=== Begin Enclosure ===

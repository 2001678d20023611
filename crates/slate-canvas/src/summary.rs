//! Textual board summary used as reply metadata or as the whole prompt when
//! no image can be rendered.

use serde::Serialize;
use slate_core::types::WhiteboardProject;

const MAX_SAMPLE_COLORS: usize = 4;
const MAX_SAMPLE_TEXT_CHARS: usize = 80;

/// Normalized bounding box of all stroke points.
#[derive(Debug, Clone, Copy, PartialEq, Serialize)]
pub struct Bounds {
    pub min_x: f64,
    pub max_x: f64,
    pub min_y: f64,
    pub max_y: f64,
}

#[derive(Debug, Clone, PartialEq, Serialize)]
pub struct BoardSummary {
    pub stroke_count: usize,
    pub text_count: usize,
    pub point_count: usize,
    /// `None` for an empty board or strokes without points.
    pub bounds: Option<Bounds>,
    /// Up to four stroke colors, as ARGB integers, in stroke order.
    pub sample_colors: Vec<u32>,
    /// First non-blank text item, trimmed and truncated to 80 characters.
    pub sample_text: Option<String>,
}

impl BoardSummary {
    pub fn from_project(project: &WhiteboardProject) -> Self {
        let point_count = project.point_count();

        // Seeded with the inverted unit box.
        let mut bounds = Bounds { min_x: 1.0, max_x: 0.0, min_y: 1.0, max_y: 0.0 };
        for point in project.strokes.iter().flat_map(|s| &s.points) {
            if point.x.is_finite() && point.y.is_finite() {
                bounds.min_x = bounds.min_x.min(point.x);
                bounds.max_x = bounds.max_x.max(point.x);
                bounds.min_y = bounds.min_y.min(point.y);
                bounds.max_y = bounds.max_y.max(point.y);
            }
        }

        let sample_colors = project
            .strokes
            .iter()
            .filter_map(|s| s.color)
            .take(MAX_SAMPLE_COLORS)
            .collect();

        let sample_text = project
            .texts
            .iter()
            .map(|t| t.text.trim())
            .find(|t| !t.is_empty())
            .map(|t| t.chars().take(MAX_SAMPLE_TEXT_CHARS).collect());

        Self {
            stroke_count: project.strokes.len(),
            text_count: project.texts.len(),
            point_count,
            bounds: (!project.strokes.is_empty() && point_count > 0).then_some(bounds),
            sample_colors,
            sample_text,
        }
    }

    /// One-line summary tagged with the change `action` that triggered it.
    pub fn to_prompt(&self, action: &str) -> String {
        let bounds_text = match (&self.bounds, self.stroke_count) {
            (_, 0) => "empty board".to_string(),
            (None, _) => "strokes present but no point data".to_string(),
            (Some(b), _) => format!(
                "bounds normalized x {:.2} to {:.2}, y {:.2} to {:.2}",
                b.min_x, b.max_x, b.min_y, b.max_y
            ),
        };
        let color_text = if self.sample_colors.is_empty() {
            "no color data".to_string()
        } else {
            self.sample_colors
                .iter()
                .map(u32::to_string)
                .collect::<Vec<_>>()
                .join(", ")
        };
        let sample_text = match &self.sample_text {
            Some(text) => format!("'{text}'"),
            None => "none".to_string(),
        };
        format!(
            "Whiteboard update: action={action}. strokes={}. text_items={}. points={}. {bounds_text}. \
             sample colors={color_text}. sample text={sample_text}.",
            self.stroke_count, self.text_count, self.point_count
        )
    }
}
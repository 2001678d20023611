//! Whiteboard canvas: rasterization and textual summaries of a board.
//!
//! The agent reacts to board changes by handing the reply generator either a
//! rendered image of the board or, when no image can be produced, a short
//! textual summary.

pub mod draw;
pub mod font;
pub mod glyphs;
pub mod render;
pub mod summary;

pub use render::{RenderOptions, rasterize, render_png};
pub use summary::BoardSummary;
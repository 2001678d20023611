//! In-process channel that records every publish.
//!
//! Used by the replay command and by tests that assert on publish order.

use std::collections::HashSet;
use std::sync::Mutex;

use async_trait::async_trait;
use tokio::sync::mpsc;
use tracing::debug;

use crate::{DataChannel, DataPacket, InboundReceiver, InboundSender};

#[derive(Debug, Clone, PartialEq)]
pub struct PublishedPacket {
    pub topic: String,
    pub data: Vec<u8>,
}

impl PublishedPacket {
    /// The payload decoded as JSON, if it is JSON.
    pub fn json(&self) -> Option<serde_json::Value> {
        serde_json::from_slice(&self.data).ok()
    }

    /// The envelope `type` field, if present.
    pub fn message_type(&self) -> Option<String> {
        self.json()?.get("type")?.as_str().map(str::to_string)
    }
}

pub struct MemoryChannel {
    identity: String,
    published: Mutex<Vec<PublishedPacket>>,
    failing_topics: Mutex<HashSet<String>>,
    fail_all: Mutex<bool>,
    inbound_tx: InboundSender,
}

impl MemoryChannel {
    /// Create a channel for the local participant `identity`, returning it
    /// and the receiver that inbound packets are delivered to.
    pub fn new(identity: impl Into<String>) -> (Self, InboundReceiver) {
        let (inbound_tx, inbound_rx) = mpsc::unbounded_channel();
        (
            Self {
                identity: identity.into(),
                published: Mutex::new(Vec::new()),
                failing_topics: Mutex::new(HashSet::new()),
                fail_all: Mutex::new(false),
                inbound_tx,
            },
            inbound_rx,
        )
    }

    /// Deliver a packet as if a remote participant sent it. Returns false
    /// once the receiver is gone.
    pub fn inject(&self, packet: DataPacket) -> bool {
        self.inbound_tx.send(packet).is_ok()
    }

    /// Everything published so far, in order.
    pub fn published(&self) -> Vec<PublishedPacket> {
        self.published.lock().unwrap_or_else(|e| e.into_inner()).clone()
    }

    pub fn published_on(&self, topic: &str) -> Vec<PublishedPacket> {
        self.published()
            .into_iter()
            .filter(|p| p.topic == topic)
            .collect()
    }

    /// Make publishes on `topic` fail until [`MemoryChannel::heal`].
    pub fn fail_topic(&self, topic: impl Into<String>) {
        self.failing_topics
            .lock()
            .unwrap_or_else(|e| e.into_inner())
            .insert(topic.into());
    }

    /// Make every publish fail until [`MemoryChannel::heal`].
    pub fn fail_all(&self) {
        *self.fail_all.lock().unwrap_or_else(|e| e.into_inner()) = true;
    }

    pub fn heal(&self) {
        *self.fail_all.lock().unwrap_or_else(|e| e.into_inner()) = false;
        self.failing_topics.lock().unwrap_or_else(|e| e.into_inner()).clear();
    }

    fn should_fail(&self, topic: &str) -> bool {
        *self.fail_all.lock().unwrap_or_else(|e| e.into_inner())
            || self
                .failing_topics
                .lock()
                .unwrap_or_else(|e| e.into_inner())
                .contains(topic)
    }
}

#[async_trait]
impl DataChannel for MemoryChannel {
    fn id(&self) -> &str {
        "memory"
    }

    fn local_identity(&self) -> Option<String> {
        Some(self.identity.clone())
    }

    async fn publish(&self, data: &[u8], topic: &str) -> anyhow::Result<()> {
        if self.should_fail(topic) {
            anyhow::bail!("publish on '{topic}' rejected by transport");
        }
        debug!(topic, bytes = data.len(), "memory channel publish");
        self.published
            .lock()
            .unwrap_or_else(|e| e.into_inner())
            .push(PublishedPacket {
                topic: topic.to_string(),
                data: data.to_vec(),
            });
        Ok(())
    }
}

#[cfg(test)]
mod tests {
    use super::*;

    #[tokio::test]
    async fn test_records_in_order() {
        let (channel, _rx) = MemoryChannel::new("agent");
        channel.publish(br#"{"type":"a"}"#, "t1").await.unwrap();
        channel.publish(b"raw", "t2").await.unwrap();

        let published = channel.published();
        assert_eq!(published.len(), 2);
        assert_eq!(published[0].message_type().as_deref(), Some("a"));
        assert_eq!(published[1].json(), None);
        assert_eq!(channel.published_on("t2").len(), 1);
        assert_eq!(channel.local_identity().as_deref(), Some("agent"));
    }

    #[tokio::test]
    async fn test_failure_injection() {
        let (channel, _rx) = MemoryChannel::new("agent");
        channel.fail_topic("t1");
        assert!(channel.publish(b"{}", "t1").await.is_err());
        assert!(channel.publish(b"{}", "t2").await.is_ok());

        channel.fail_all();
        assert!(channel.publish(b"{}", "t2").await.is_err());

        channel.heal();
        assert!(channel.publish(b"{}", "t1").await.is_ok());
        assert_eq!(channel.published().len(), 2);
    }

    #[tokio::test]
    async fn test_inject_reaches_receiver() {
        let (channel, mut rx) = MemoryChannel::new("agent");
        assert!(channel.inject(DataPacket::new("topic", "student", b"hi".to_vec())));
        let packet = rx.recv().await.unwrap();
        assert_eq!(packet.topic(), "topic");
        assert_eq!(packet.sender(), "student");

        drop(rx);
        assert!(!channel.inject(DataPacket::new("topic", "student", b"x".to_vec())));
    }
}
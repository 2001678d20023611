//! Classification of whiteboard document transitions.

use std::collections::HashSet;
use std::fmt;

use serde::{Deserialize, Serialize};

/// What happened to the board between two consecutive documents.
#[derive(Debug, Clone, Copy, PartialEq, Eq, Hash, Serialize, Deserialize)]
#[serde(rename_all = "snake_case")]
pub enum ChangeAction {
    Started,
    Added,
    Erased,
    Cleared,
    Updated,
}

impl ChangeAction {
    pub fn as_str(&self) -> &'static str {
        match self {
            Self::Started => "started",
            Self::Added => "added",
            Self::Erased => "erased",
            Self::Cleared => "cleared",
            Self::Updated => "updated",
        }
    }
}

impl fmt::Display for ChangeAction {
    fn fmt(&self, f: &mut fmt::Formatter<'_>) -> fmt::Result {
        f.write_str(self.as_str())
    }
}

/// Classify a transition from the item ids of the previous document to those
/// of the current one.
///
/// Only set sizes are compared once the empty cases are handled, so removing
/// one item while adding another yields [`ChangeAction::Updated`].
pub fn classify(current: &HashSet<String>, previous: &HashSet<String>) -> ChangeAction {
    if !current.is_empty() && previous.is_empty() {
        ChangeAction::Started
    } else if current.is_empty() && !previous.is_empty() {
        ChangeAction::Cleared
    } else if current.len() > previous.len() {
        ChangeAction::Added
    } else if current.len() < previous.len() {
        ChangeAction::Erased
    } else {
        ChangeAction::Updated
    }
}

#[cfg(test)]
mod tests {
    use super::*;

    fn ids(items: &[&str]) -> HashSet<String> {
        items.iter().map(|s| s.to_string()).collect()
    }

    #[test]
    fn test_started_and_cleared() {
        assert_eq!(classify(&ids(&["a"]), &ids(&[])), ChangeAction::Started);
        assert_eq!(classify(&ids(&[]), &ids(&["a"])), ChangeAction::Cleared);
    }

    #[test]
    fn test_size_comparisons() {
        assert_eq!(classify(&ids(&["a", "b"]), &ids(&["a"])), ChangeAction::Added);
        assert_eq!(classify(&ids(&["a"]), &ids(&["a", "b"])), ChangeAction::Erased);
        assert_eq!(classify(&ids(&["a"]), &ids(&["a"])), ChangeAction::Updated);
    }

    #[test]
    fn test_swap_is_updated() {
        assert_eq!(classify(&ids(&["b"]), &ids(&["a"])), ChangeAction::Updated);
    }

    #[test]
    fn test_empty_to_empty_is_updated() {
        assert_eq!(classify(&ids(&[]), &ids(&[])), ChangeAction::Updated);
    }

    #[test]
    fn test_display() {
        assert_eq!(ChangeAction::Erased.to_string(), "erased");
    }
}
//! Debounced, cancelable board feedback.
//!
//! At most one feedback task runs per session. Scheduling a new one cancels
//! its predecessor in the same step, so a burst of board edits produces a
//! single reply once the board has been quiet for the debounce interval.

use std::fmt;
use std::sync::{Arc, Mutex, MutexGuard};
use std::time::Duration;

use chrono::{DateTime, Utc};
use slate_canvas::{BoardSummary, RenderOptions, render_png};
use slate_core::change::ChangeAction;
use slate_core::protocol::{DEFAULT_IMAGE_MIME, image_data_url};
use slate_core::types::WhiteboardProject;
use tokio::task::JoinHandle;
use tokio_util::sync::CancellationToken;
use tracing::{debug, info, warn};

use crate::prompt;
use crate::reply::{ReplyGenerator, ReplyInput, ReplyRequest};

/// Why board feedback was scheduled.
#[derive(Debug, Clone, Copy, PartialEq, Eq)]
pub enum FeedbackTrigger {
    Change(ChangeAction),
    /// The student asked for a look but sent no usable image.
    Requested,
}

impl FeedbackTrigger {
    pub fn as_str(&self) -> &'static str {
        match self {
            Self::Change(action) => action.as_str(),
            Self::Requested => "requested",
        }
    }
}

impl fmt::Display for FeedbackTrigger {
    fn fmt(&self, f: &mut fmt::Formatter<'_>) -> fmt::Result {
        f.write_str(self.as_str())
    }
}

struct FeedbackTask {
    cancel: CancellationToken,
    handle: JoinHandle<()>,
}

pub struct FeedbackScheduler {
    reply: Arc<dyn ReplyGenerator>,
    debounce: Duration,
    /// `None` when rendering is disabled.
    render: Option<RenderOptions>,
    slot: Mutex<Option<FeedbackTask>>,
    last_feedback_at: Arc<Mutex<Option<DateTime<Utc>>>>,
}

impl FeedbackScheduler {
    pub fn new(reply: Arc<dyn ReplyGenerator>, debounce: Duration, render: Option<RenderOptions>) -> Self {
        Self {
            reply,
            debounce,
            render,
            slot: Mutex::new(None),
            last_feedback_at: Arc::new(Mutex::new(None)),
        }
    }

    fn slot(&self) -> MutexGuard<'_, Option<FeedbackTask>> {
        self.slot.lock().unwrap_or_else(|e| e.into_inner())
    }

    /// When the last board reply was issued.
    pub fn last_feedback_at(&self) -> Option<DateTime<Utc>> {
        *self.last_feedback_at.lock().unwrap_or_else(|e| e.into_inner())
    }

    /// Whether a feedback task is scheduled and not yet finished.
    pub fn is_pending(&self) -> bool {
        self.slot().as_ref().is_some_and(|t| !t.handle.is_finished())
    }

    /// Cancel the in-flight task, if any, without waiting for it.
    pub fn cancel(&self) {
        if let Some(task) = self.slot().take() {
            task.cancel.cancel();
        }
    }

    /// Install a new task built from a fresh token, cancelling the previous
    /// one under the same lock.
    fn replace<F>(&self, make: impl FnOnce(CancellationToken) -> F)
    where
        F: std::future::Future<Output = ()> + Send + 'static,
    {
        let mut slot = self.slot();
        if let Some(previous) = slot.take() {
            previous.cancel.cancel();
        }
        let cancel = CancellationToken::new();
        let handle = tokio::spawn(make(cancel.clone()));
        *slot = Some(FeedbackTask { cancel, handle });
    }

    /// React to `project` after the debounce interval.
    pub fn schedule_debounced(&self, project: WhiteboardProject, trigger: FeedbackTrigger, sender: String) {
        let reply = self.reply.clone();
        let debounce = self.debounce;
        let render = self.render.clone();
        let last_feedback_at = self.last_feedback_at.clone();

        self.replace(move |cancel| async move {
            tokio::select! {
                _ = cancel.cancelled() => {
                    debug!("Whiteboard: skipped intermediate update during active drawing");
                    return;
                }
                _ = tokio::time::sleep(debounce) => {}
            }

            let summary = BoardSummary::from_project(&project).to_prompt(trigger.as_str());
            let image = match render {
                Some(opts) => render_off_thread(project, opts).await,
                None => None,
            };
            if cancel.is_cancelled() {
                debug!("Whiteboard: feedback cancelled after rendering");
                return;
            }

            info!(sender = %sender, action = %trigger, image = image.is_some(), "Whiteboard: generating feedback");
            let request = match image {
                Some(png) => ReplyRequest {
                    instructions: prompt::board_image_instructions(&summary),
                    input: ReplyInput::Image {
                        data_url: image_data_url(DEFAULT_IMAGE_MIME, &png),
                    },
                    allow_interruptions: true,
                },
                None => ReplyRequest {
                    instructions: prompt::BOARD_SUMMARY_INSTRUCTIONS.to_string(),
                    input: ReplyInput::Text { text: summary },
                    allow_interruptions: true,
                },
            };

            if deliver(reply.as_ref(), request, &cancel).await {
                *last_feedback_at.lock().unwrap_or_else(|e| e.into_inner()) = Some(Utc::now());
            }
        });
    }

    /// React immediately to an image the student sent.
    pub fn schedule_image(&self, data_url: String, sender: String) {
        let reply = self.reply.clone();
        self.replace(move |cancel| async move {
            info!(sender = %sender, "Whiteboard image: generating feedback");
            let request = ReplyRequest {
                instructions: prompt::EXPLICIT_IMAGE_INSTRUCTIONS.to_string(),
                input: ReplyInput::Image { data_url },
                allow_interruptions: true,
            };
            deliver(reply.as_ref(), request, &cancel).await;
        });
    }
}

impl Drop for FeedbackScheduler {
    fn drop(&mut self) {
        self.cancel();
    }
}

async fn render_off_thread(project: WhiteboardProject, opts: RenderOptions) -> Option<Vec<u8>> {
    match tokio::task::spawn_blocking(move || render_png(&project, &opts)).await {
        Ok(png) => png,
        Err(e) => {
            warn!("Whiteboard: render task failed: {e}");
            None
        }
    }
}

/// Issue one reply unless cancelled first. Returns whether it completed.
async fn deliver(reply: &dyn ReplyGenerator, request: ReplyRequest, cancel: &CancellationToken) -> bool {
    tokio::select! {
        _ = cancel.cancelled() => {
            debug!("Whiteboard: reply cancelled");
            false
        }
        result = reply.generate_reply(request) => match result {
            Ok(()) => true,
            Err(e) => {
                warn!("Whiteboard: reply generation failed: {e}");
                false
            }
        }
    }
}

#[cfg(test)]
mod tests {
    use super::*;
    use crate::reply::RecordingReplyGenerator;
    use slate_core::types::{Point, Stroke};

    fn scheduler(render: Option<RenderOptions>) -> (FeedbackScheduler, Arc<RecordingReplyGenerator>) {
        let reply = Arc::new(RecordingReplyGenerator::new());
        let scheduler = FeedbackScheduler::new(reply.clone(), Duration::from_millis(1200), render);
        (scheduler, reply)
    }

    fn board() -> WhiteboardProject {
        let mut project = WhiteboardProject::default();
        project.strokes.push(Stroke::new(
            "s1",
            vec![Point::new(0.1, 0.1), Point::new(0.9, 0.9)],
            0xFF00_0000,
            3.0,
        ));
        project
    }

    #[tokio::test(start_paused = true)]
    async fn test_waits_for_debounce() {
        let (scheduler, reply) = scheduler(None);
        scheduler.schedule_debounced(board(), FeedbackTrigger::Change(ChangeAction::Started), "s".into());

        tokio::time::sleep(Duration::from_millis(1100)).await;
        assert!(reply.requests().is_empty());
        assert!(scheduler.is_pending());

        tokio::time::sleep(Duration::from_millis(200)).await;
        let requests = reply.requests();
        assert_eq!(requests.len(), 1);
        assert_eq!(requests[0].instructions, prompt::BOARD_SUMMARY_INSTRUCTIONS);
        let ReplyInput::Text { text } = &requests[0].input else {
            panic!("expected text input");
        };
        assert!(text.starts_with("Whiteboard update: action=started. strokes=1."));
        assert!(scheduler.last_feedback_at().is_some());
    }

    #[tokio::test(start_paused = true)]
    async fn test_new_trigger_supersedes_previous() {
        let (scheduler, reply) = scheduler(None);
        scheduler.schedule_debounced(board(), FeedbackTrigger::Change(ChangeAction::Started), "s".into());
        tokio::time::sleep(Duration::from_millis(600)).await;
        scheduler.schedule_debounced(
            WhiteboardProject::default(),
            FeedbackTrigger::Change(ChangeAction::Cleared),
            "s".into(),
        );
        tokio::time::sleep(Duration::from_secs(5)).await;

        let requests = reply.requests();
        assert_eq!(requests.len(), 1);
        let ReplyInput::Text { text } = &requests[0].input else {
            panic!("expected text input");
        };
        assert!(text.contains("action=cleared"));
    }

    #[tokio::test(start_paused = true)]
    async fn test_cancel_suppresses_reply() {
        let (scheduler, reply) = scheduler(None);
        scheduler.schedule_debounced(board(), FeedbackTrigger::Requested, "s".into());
        scheduler.cancel();
        tokio::time::sleep(Duration::from_secs(5)).await;
        assert!(reply.requests().is_empty());
        assert!(scheduler.last_feedback_at().is_none());
    }

    #[tokio::test(start_paused = true)]
    async fn test_image_feedback_cancels_debounce() {
        let (scheduler, reply) = scheduler(None);
        scheduler.schedule_debounced(board(), FeedbackTrigger::Change(ChangeAction::Added), "s".into());
        scheduler.schedule_image("data:image/png;base64,AAAA".into(), "s".into());
        tokio::time::sleep(Duration::from_secs(5)).await;

        let requests = reply.requests();
        assert_eq!(requests.len(), 1);
        assert_eq!(requests[0].instructions, prompt::EXPLICIT_IMAGE_INSTRUCTIONS);
        assert_eq!(
            requests[0].input,
            ReplyInput::Image { data_url: "data:image/png;base64,AAAA".into() }
        );
    }

    #[tokio::test(start_paused = true)]
    async fn test_rendered_image_attached() {
        let (scheduler, reply) = scheduler(Some(RenderOptions::new(64, 48)));
        scheduler.schedule_debounced(board(), FeedbackTrigger::Change(ChangeAction::Started), "s".into());
        tokio::time::sleep(Duration::from_secs(2)).await;
        // The render runs on the blocking pool; give it real time to finish.
        for _ in 0..100 {
            if !reply.requests().is_empty() {
                break;
            }
            tokio::task::yield_now().await;
            std::thread::sleep(std::time::Duration::from_millis(5));
        }

        let requests = reply.requests();
        assert_eq!(requests.len(), 1);
        assert!(requests[0].has_image());
        assert!(requests[0].instructions.contains("Additional metadata: Whiteboard update: action=started."));
        let ReplyInput::Image { data_url } = &requests[0].input else {
            panic!("expected image");
        };
        assert!(data_url.starts_with("data:image/png;base64,"));
    }

    #[test]
    fn test_trigger_labels() {
        assert_eq!(FeedbackTrigger::Requested.as_str(), "requested");
        assert_eq!(FeedbackTrigger::Change(ChangeAction::Erased).to_string(), "erased");
    }
}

=== End Enclosure ===

__Instructions for the task__. Looking at the entries, work out how many lines hold the word "bool". Give the number and nothing else.

__Response__. 5